This project is an NLP (Natural Language Processing) application that classifies BBC news articles into different genres, including sports, politics, entertainment, business, and technology. The classification is done using two different techniques: LSTM (Long Short-Term Memory) and GRU (Gated Recurrent Unit). The models achieve an accuracy of approximately 94%.
Table of Contents:
In this project, we aim to classify BBC news articles into different genres using NLP techniques. The LSTM and GRU models are trained on a labeled dataset to learn the patterns and features of each genre.

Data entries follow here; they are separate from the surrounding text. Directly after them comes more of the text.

//! # chatgrab
//!
//! WhatsApp Web inline-image monitor binary — wires the browser session,
//! conversation navigation, and the poll loop together.
//!
//! Startup flow: launch Chrome with a persistent profile, open WhatsApp Web,
//! wait for the operator to confirm QR login on stdin, open the target
//! conversation, then poll for inline images until Ctrl-C.

#![deny(unsafe_code)]

use std::path::PathBuf;
use std::sync::Arc;
use std::time::Duration;

use anyhow::{Context, Result};
use clap::Parser;
use tokio_util::sync::CancellationToken;
use tracing::info;

use chatgrab_browser::{BrowserSession, LaunchOptions, chrome};
use chatgrab_monitor::{
    CdpImageSource, HttpUploadSink, ImagePersister, Monitor, NoopUploadSink, UploadSink,
    open_conversation,
};
use chatgrab_settings::ChatgrabSettings;

/// WhatsApp Web inline-image monitor.
#[derive(Parser, Debug)]
#[command(name = "chatgrab", about = "Capture inline images from a WhatsApp Web conversation")]
struct Cli {
    /// Exact display name of the conversation to monitor.
    #[arg(long)]
    conversation: Option<String>,

    /// Only capture images from this sender display name.
    #[arg(long)]
    sender_filter: Option<String>,

    /// Directory saved images are written to.
    #[arg(long)]
    storage_dir: Option<PathBuf>,

    /// Poll interval in milliseconds.
    #[arg(long)]
    interval_ms: Option<u64>,

    /// Settings file (defaults to `~/.chatgrab/settings.json`).
    #[arg(long)]
    settings: Option<PathBuf>,

    /// Run Chrome headless. Not usable for first-time QR login.
    #[arg(long)]
    headless: bool,

    /// Explicit Chrome/Chromium executable path.
    #[arg(long)]
    chrome_path: Option<PathBuf>,
}

impl Cli {
    /// Fold CLI flags over loaded settings. Flags win.
    fn apply(&self, settings: &mut ChatgrabSettings) {
        if let Some(ref conversation) = self.conversation {
            settings.monitor.conversation = conversation.clone();
        }
        if let Some(ref filter) = self.sender_filter {
            settings.monitor.sender_filter = Some(filter.clone());
        }
        if let Some(ref dir) = self.storage_dir {
            settings.monitor.storage_dir = dir.display().to_string();
        }
        if let Some(interval) = self.interval_ms {
            settings.monitor.poll_interval_ms = interval;
        }
        if self.headless {
            settings.browser.headed = false;
        }
        if let Some(ref path) = self.chrome_path {
            settings.browser.chrome_path = Some(path.display().to_string());
        }
    }
}

/// Initialize the global tracing subscriber with stderr output only.
///
/// `RUST_LOG` takes precedence over the configured level.
fn init_subscriber(level: &str) {
    use tracing_subscriber::EnvFilter;

    let filter = EnvFilter::try_from_default_env().unwrap_or_else(|_| EnvFilter::new(level));

    let subscriber = tracing_subscriber::fmt()
        .with_env_filter(filter)
        .with_target(true)
        .with_writer(std::io::stderr)
        .compact();

    // try_init is a no-op if already set
    let _ = subscriber.try_init();
}

/// Resolve the Chrome executable from settings or well-known locations.
fn resolve_chrome(settings: &ChatgrabSettings) -> Result<PathBuf> {
    if let Some(ref path) = settings.browser.chrome_path {
        return Ok(PathBuf::from(path));
    }
    chrome::find_chrome().context(
        "No Chrome/Chromium executable found; set browser.chromePath or --chrome-path",
    )
}

/// Resolve the profile directory, anchoring relative paths under `~/.chatgrab`.
fn resolve_profile_dir(settings: &ChatgrabSettings) -> PathBuf {
    let configured = PathBuf::from(&settings.browser.profile_dir);
    if configured.is_absolute() {
        configured
    } else {
        chatgrab_settings::home_dir().join(configured)
    }
}

/// Block until the operator presses Enter, confirming QR login is complete.
async fn wait_for_login_confirmation() -> Result<()> {
    eprintln!("Scan the QR code in the browser window if prompted, then press Enter to continue...");
    tokio::task::spawn_blocking(|| {
        let mut line = String::new();
        std::io::stdin().read_line(&mut line).map(|_| ())
    })
    .await
    .context("stdin reader task failed")?
    .context("Failed to read from stdin")?;
    Ok(())
}

#[tokio::main]
async fn main() -> Result<()> {
    let cli = Cli::parse();

    // Settings loading itself logs, so a subscriber must exist before it
    // runs. `RUST_LOG` is honored from this first init onward.
    init_subscriber(&chatgrab_settings::LoggingSettings::default().level);

    let mut settings = match cli.settings {
        Some(ref path) => chatgrab_settings::load_settings_from_path(path)
            .with_context(|| format!("Failed to load settings from {}", path.display()))?,
        None => chatgrab_settings::load_settings().context("Failed to load settings")?,
    };
    cli.apply(&mut settings);

    // No-op once the early init has installed a subscriber; use `RUST_LOG`
    // to override the level at runtime.
    init_subscriber(&settings.logging.level);

    // The loader validates file and env values, but CLI flags land after
    // that, so the merged result is checked again here.
    chatgrab_settings::validate_settings(&settings).context("Invalid settings")?;

    if settings.monitor.conversation.trim().is_empty() {
        anyhow::bail!("No conversation configured; pass --conversation or set monitor.conversation");
    }

    let chrome_path = resolve_chrome(&settings)?;
    let options = LaunchOptions {
        profile_dir: resolve_profile_dir(&settings),
        headed: settings.browser.headed,
        ..LaunchOptions::default()
    };

    info!(chrome = %chrome_path.display(), profile = %options.profile_dir.display(), "launching browser");
    let session = Arc::new(
        BrowserSession::launch(&chrome_path, &options)
            .await
            .context("Failed to launch browser")?,
    );

    session
        .navigate(&settings.browser.app_url)
        .await
        .with_context(|| format!("Failed to open {}", settings.browser.app_url))?;

    wait_for_login_confirmation().await?;

    open_conversation(
        &session,
        &settings.monitor.conversation,
        settings.monitor.wait_timeout_ms,
    )
    .await
    .with_context(|| format!("Failed to open conversation '{}'", settings.monitor.conversation))?;

    let persister = ImagePersister::new(&settings.monitor.storage_dir)
        .with_context(|| format!("Failed to prepare {}", settings.monitor.storage_dir))?;

    let upload: Arc<dyn UploadSink> = match (settings.upload.enabled, &settings.upload.endpoint) {
        (true, Some(endpoint)) => Arc::new(HttpUploadSink::new(endpoint.clone())),
        (true, None) => {
            anyhow::bail!("upload.enabled is set but upload.endpoint is missing")
        }
        (false, _) => Arc::new(NoopUploadSink),
    };

    let monitor = Monitor::new(
        Arc::new(CdpImageSource::new(session.clone())),
        persister,
        upload,
        settings.monitor.sender_filter.clone(),
        Duration::from_millis(settings.monitor.poll_interval_ms),
    );

    let cancel = CancellationToken::new();
    let signal_cancel = cancel.clone();
    let _ = tokio::spawn(async move {
        if tokio::signal::ctrl_c().await.is_ok() {
            info!("shutdown requested");
            signal_cancel.cancel();
        }
    });

    info!(
        conversation = %settings.monitor.conversation,
        interval_ms = settings.monitor.poll_interval_ms,
        "monitoring for inline images"
    );
    let saved = monitor.run(cancel).await;
    info!(saved, "done");

    session.close().await.context("Failed to close browser")?;
    Ok(())
}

The models are then used to predict the genre of new, unseen news articles.
- Python
- re
- NumPy
- Pandas
- Scikit-Learn
- TensorFlow
- Keras
- HuggingFace transformers
- Streamlit
To run this project locally, follow these steps:
- Install
virtualenv
(if not installed):
pip install virtualenv
- Create a new virtual environment with your preferred name, here I called it
bbc-news-classification-venv
:
virtualenv bbc-news-classification-venv
- Activate the created virtual environment using this command for Windows users:
bbc-news-classification-venv\Scripts\activate
- Clone the repository in the same directory that your created virtual environment inside:
git clone https://github.com/MohammedAly22/BBCNewsClassifier
- install the project requirements:
pip install -r requirements.txt
- Run the application:
streamlit run src/app.py
- Don't forget to deactivate the virtual environment after that:
deactivate
Once the application is running, you can access it through your web browser. Enter the text of a BBC news article, and the application will classify it into one of the genres: sports, politics, entertainment, business, or technology.